A série “Cartas a um jovem”, da editora Campos, que já tinha em seu acervo obras como “Cartas a um jovem político” de Fernando Henrique Cardoso e “Cartas a um jovem administrador” de Idalberto Chiavenato, conta agora com uma obra de Marcelo Gleiser, intitulada “Cartas a um jovem cientista”.
Gleiser me fez lembrar do orgulho que costumava sentir ao ler livros escritos diretamente no português. Primeiro, por uma valorização das mentes nacionais que sabem, sim, produzir material de qualidade sobre ciência voltado ao grande público. Depois, pela excelência no estilo, que por não passar pela famigerada tradução, que costuma empobrecer a forma, transmite as ideias que saíram diretamente da pena do autor.
O livro é um trabalho meticuloso, criativo e muito bem humorado, a começar pelo próprio argumento: trata-se de uma sequência de cartas escritas pelo autor a um Marcelo Gleiser que existiu trinta anos atrás, num acordo de que o jovem Marcelo as esquecesse logo a seguir de lê-las, como um sonho cuja memória é esquecida ao acordar. Assim, surge um livro repleto de lembranças e reflexões que ajudariam qualquer aluno (não só o jovem Marcelo), que pretenda ser um acadêmico, a encarar mais de frente as dúvidas sobre o significado da carreira, as dificuldades da graduação, do doutorado e das atividades enquanto profissional, tanto as relativas às de pesquisa, como às de sala de aula, um ambiente apresentado como sendo complementar.
Gleiser é muito inspirado em todas as oito cartas (ou capítulos). Verdade que tive meus favoritos, mas isso unicamente por tratarem de questões que circulam em minha esfera de interesse. Por exemplo, é na carta “Contos de heroísmo” que Gleiser relata brevemente (!!) as trajetórias científicas de Copérnico, Giordano Bruno, Galileu, Newton, Kepler, Darwin e Einstein. Também é lá que está uma das reflexões que me fez mexer na cadeira. Transcrevo: “Em ciência, o que importa é o ‘como’ e não o ‘porquê’ das coisas. [...] Quando perguntaram ao próprio Newton por que objetos com massa se atraem com uma forma que decresce com o quadrado da distância, sua resposta foi bem simples: ‘Não arrisco nenhuma hipótese.’ Ou seja, não é importante (o que não significa que não seja importante) saber a causa da atração entre as massas; apenas como ela ocorre. [...] A física é, essencialmente, uma descrição da Natureza. Devido à sua própria construção, baseada em princípios cuja validade é observável mas não necessariamente explicável, ela será sempre incompleta. É duro para um estudante de física ou química aceitar isso”.

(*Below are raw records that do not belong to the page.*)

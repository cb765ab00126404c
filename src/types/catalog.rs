//! Product catalog types
//!
//! `CatalogProduct` mirrors one entry of the remote catalog payload. The
//! enrichment step only needs a subset of it, held in `CatalogDetails` and
//! indexed by numeric id in a `ProductLookup`.
//!
//! The payload is read leniently: any field may be missing or `null`, and an
//! entry that does not fit the product shape is skipped on its own.

use super::transaction::ProductId;
use serde::{Deserialize, Deserializer, Serialize};
use serde_json::Value;
use std::collections::HashMap;
use tracing::debug;

/// One product as returned by the catalog service
#[derive(Debug, Clone, Default, PartialEq, Serialize, Deserialize)]
pub struct CatalogProduct {
    /// Entries without an id are ignored when building the lookup
    #[serde(default)]
    pub id: Option<ProductId>,

    #[serde(default)]
    pub title: Option<String>,

    #[serde(default)]
    pub category: Option<String>,

    /// Some catalog entries carry no brand; treated as empty
    #[serde(default)]
    pub brand: Option<String>,

    #[serde(default)]
    pub price: Option<f64>,

    #[serde(default)]
    pub rating: Option<f64>,
}

/// Envelope of the catalog listing endpoint
#[derive(Debug, Clone, Default, Deserialize)]
pub struct CatalogResponse {
    #[serde(default, deserialize_with = "lenient_products")]
    pub products: Vec<CatalogProduct>,
}

/// Keep every entry that reads as a product, drop the rest individually
fn lenient_products<'de, D: Deserializer<'de>>(
    deserializer: D,
) -> Result<Vec<CatalogProduct>, D::Error> {
    let entries = Option::<Vec<Value>>::deserialize(deserializer)?.unwrap_or_default();

    Ok(entries
        .into_iter()
        .enumerate()
        .filter_map(|(index, entry)| match serde_json::from_value(entry) {
            Ok(product) => Some(product),
            Err(e) => {
                debug!(entry = index, error = %e, "skipping malformed catalog entry");
                None
            }
        })
        .collect())
}

/// Catalog fields attached to a matched transaction
///
/// Missing catalog values become empty strings and a zero rating, so a
/// matched record always carries all three API fields.
#[derive(Debug, Clone, PartialEq, Serialize)]
pub struct CatalogDetails {
    pub title: String,
    pub category: String,
    pub brand: String,
    pub rating: f64,
}

impl From<&CatalogProduct> for CatalogDetails {
    fn from(product: &CatalogProduct) -> Self {
        CatalogDetails {
            title: product.title.clone().unwrap_or_default(),
            category: product.category.clone().unwrap_or_default(),
            brand: product.brand.clone().unwrap_or_default(),
            rating: product.rating.unwrap_or_default(),
        }
    }
}

/// Product id to catalog details, built once per run
#[derive(Debug, Clone, Default, PartialEq)]
pub struct ProductLookup {
    entries: HashMap<ProductId, CatalogDetails>,
}

impl ProductLookup {
    /// Build a lookup from fetched products
    ///
    /// Products without an id are skipped. When an id repeats, the last
    /// entry wins.
    pub fn from_products(products: &[CatalogProduct]) -> Self {
        let entries = products
            .iter()
            .filter_map(|product| product.id.map(|id| (id, CatalogDetails::from(product))))
            .collect();

        ProductLookup { entries }
    }

    pub fn get(&self, id: ProductId) -> Option<&CatalogDetails> {
        self.entries.get(&id)
    }

    pub fn len(&self) -> usize {
        self.entries.len()
    }

    pub fn is_empty(&self) -> bool {
        self.entries.is_empty()
    }
}

impl FromIterator<(ProductId, CatalogDetails)> for ProductLookup {
    fn from_iter<I: IntoIterator<Item = (ProductId, CatalogDetails)>>(iter: I) -> Self {
        ProductLookup {
            entries: iter.into_iter().collect(),
        }
    }
}
//! Boundary to the external morphology-statistics command.
//!
//! The harness derives a JSON configuration from the raw observation (which
//! features, which statistical modes, which neurite types), shells out to the
//! statistics tool against a morphology file or directory, and reads back the
//! JSON result at a path it chose. The invocation is blocking with no timeout
//! and no retry: a failed run may leave a partial output file behind, and
//! morphological statistics are not safely recomputable against one.

use std::collections::{BTreeMap, BTreeSet};
use std::path::{Path, PathBuf};
use std::process::Command;

use serde::{Deserialize, Serialize};
use serde_json::Value;
use thiserror::Error;

/// Errors from configuring or invoking the statistics tool.
#[derive(Debug, Error)]
pub enum ToolError {
    #[error("io error: {0}")]
    Io(#[from] std::io::Error),

    /// Non-zero exit status; stderr is captured for the error report.
    #[error("statistics tool exited with {status}: {stderr}")]
    Failed { status: String, stderr: String },

    /// The tool exited cleanly but its output file is missing or unreadable.
    #[error("statistics tool produced no output at {path:?}")]
    MissingOutput { path: PathBuf },

    /// The output file exists but does not parse as JSON.
    #[error("malformed tool output at {path:?}: {reason}")]
    MalformedOutput { path: PathBuf, reason: String },

    /// The observation requested nothing the tool can compute.
    #[error("observation requests no computable features")]
    EmptyConfig,
}

/// Configuration request for the statistics tool, derived from the raw
/// observation file: per-feature statistical modes for neurites and for the
/// whole cell, plus the neurite types to analyze.
#[derive(Debug, Clone, Default, Serialize, Deserialize)]
pub struct StatsConfig {
    /// Neurite types to analyze, upper-cased part names.
    pub neurite_type: Vec<String>,
    /// Neurite feature name -> statistical modes requested.
    pub neurite: BTreeMap<String, Vec<String>>,
    /// Whole-cell feature name -> statistical modes requested.
    pub neuron: BTreeMap<String, Vec<String>>,

    /// Features computed outside the tool, keyed by cell part. Not part of
    /// the tool config file proper; kept for the caller.
    #[serde(skip)]
    pub extra: BTreeMap<String, Vec<String>>,

    /// Full requested feature names, for restoring tool-stripped plurals.
    #[serde(skip)]
    pub requested: BTreeSet<String>,
}

impl StatsConfig {
    /// Derive the tool configuration from a raw (pre-normalization)
    /// observation tree. Feature names are `<stat_mode>_<feature>`; names
    /// from the extra-neurite set are collected separately since the tool
    /// does not compute them.
    pub fn from_observation(raw: &Value) -> Result<StatsConfig, ToolError> {
        let mut config = StatsConfig::default();
        let Some(cells) = raw.as_object() else {
            return Err(ToolError::EmptyConfig);
        };

        for parts in cells.values() {
            let Some(parts) = parts.as_object() else {
                continue;
            };
            for (part, features) in parts {
                let Some(features) = features.as_object() else {
                    continue;
                };
                if part != "neuron" {
                    let upper = part.to_uppercase();
                    if !config.neurite_type.contains(&upper) {
                        config.neurite_type.push(upper);
                    }
                }
                for name in features.keys() {
                    config.requested.insert(name.clone());
                    if crate::normalize::EXTRA_NEURITE_FEATURES.contains(&name.as_str()) {
                        config
                            .extra
                            .entry(part.clone())
                            .or_default()
                            .push(name.clone());
                        continue;
                    }
                    let (mode, feature) = match name.split_once('_') {
                        Some(split) => split,
                        None => continue,
                    };
                    let table = if part == "neuron" {
                        &mut config.neuron
                    } else {
                        &mut config.neurite
                    };
                    let modes = table.entry(feature.to_string()).or_default();
                    if !modes.contains(&mode.to_string()) {
                        modes.push(mode.to_string());
                    }
                }
            }
        }

        if config.neurite.is_empty() && config.neuron.is_empty() && config.extra.is_empty() {
            return Err(ToolError::EmptyConfig);
        }
        Ok(config)
    }

    /// Write the tool configuration file as pretty JSON.
    pub fn write(&self, path: &Path) -> Result<(), ToolError> {
        let body = serde_json::to_string_pretty(self).map_err(|e| ToolError::MalformedOutput {
            path: path.to_path_buf(),
            reason: e.to_string(),
        })?;
        std::fs::write(path, body)?;
        Ok(())
    }
}

/// Run the statistics tool and read back its JSON output.
///
/// Blocking, no timeout, no retry; any failure is fatal to the run.
pub fn run_morph_stats(
    tool_binary: &Path,
    config_path: &Path,
    morph_path: &Path,
    output_path: &Path,
) -> Result<Value, ToolError> {
    tracing::debug!(tool = %tool_binary.display(), morph = %morph_path.display(), "invoking statistics tool");
    let output = Command::new(tool_binary)
        .arg("--config")
        .arg(config_path)
        .arg("--output")
        .arg(output_path)
        .arg(morph_path)
        .output()?;

    if !output.status.success() {
        return Err(ToolError::Failed {
            status: output.status.to_string(),
            stderr: String::from_utf8_lossy(&output.stderr).into_owned(),
        });
    }

    let body = std::fs::read_to_string(output_path).map_err(|_| ToolError::MissingOutput {
        path: output_path.to_path_buf(),
    })?;
    serde_json::from_str(&body).map_err(|e| ToolError::MalformedOutput {
        path: output_path.to_path_buf(),
        reason: e.to_string(),
    })
}

#[cfg(test)]
mod tests {
    use super::*;
    use serde_json::json;

    #[test]
    fn config_collects_modes_per_feature() {
        let raw = json!({
            "int_pyramidal": {
                "axon": {
                    "total_section_length": { "mean": "1 um", "std": "1 um" },
                    "mean_section_length": { "mean": "1 um", "std": "1 um" },
                    "neurite_X_extent": { "mean": "1 um", "std": "1 um" }
                },
                "neuron": {
                    "total_number_of_neurites": { "mean": "7", "std": "1" }
                }
            }
        });
        let config = StatsConfig::from_observation(&raw).unwrap();
        assert_eq!(config.neurite_type, vec!["AXON".to_string()]);
        let modes = &config.neurite["section_length"];
        assert!(modes.contains(&"total".to_string()) && modes.contains(&"mean".to_string()));
        assert_eq!(config.neuron["number_of_neurites"], vec!["total"]);
        assert_eq!(config.extra["axon"], vec!["neurite_X_extent"]);
        assert!(config.requested.contains("total_number_of_neurites"));
    }

    #[test]
    fn empty_observation_is_rejected() {
        assert!(matches!(
            StatsConfig::from_observation(&json!({})),
            Err(ToolError::EmptyConfig)
        ));
    }

    #[test]
    fn missing_tool_binary_fails() {
        let dir = tempfile::tempdir().unwrap();
        let err = run_morph_stats(
            Path::new("/nonexistent/morph-stats"),
            &dir.path().join("config.json"),
            dir.path().join("cell.swc").as_path(),
            &dir.path().join("out.json"),
        )
        .unwrap_err();
        assert!(matches!(err, ToolError::Io(_)));
    }
}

Outra carta que me chamou a atenção é “A Natureza, essa sedutora”, em que o autor relata a forma como sua evolução na compreensão da Natureza afetou suas reflexões sobre o sagrado, e migrou desde uma posição cristã para se tornar algo como um ateu espiritualizado. De imediato, eu o associei com um panteísta: “aquele que tem a percepção da natureza e do Universo como divindade. Ao contrário dos deístas, ele não advoga a existência nem de um Deus criador do Universo, tampouco das divindades teístas intervencionistas, mas simplesmente especula que tudo o que existe é manifestação divina, autoconsciente”. É, sem dúvida, das cartas mais autobiográficas, e considero que ele conseguiu transportar o leitor a uma perspectiva poética de mundo, sem importar se nos pareça ou não verdadeira.
Em suma, o livro faz uma rica explanação sobre o ambiente e objetivos do trabalho de um cientista. Valoriza as dúvidas da juventude e as dificuldades que ela impõe. Diz inclusive terem sido necessárias para sua formação (daí o trato de esquecer as cartas depois de serem lidas). É um bom livro, que pode sim ser eficiente em introduzir a um secundarista conceitos importantes nessa fase conhecida por ser a fase das decisões. Recomendado!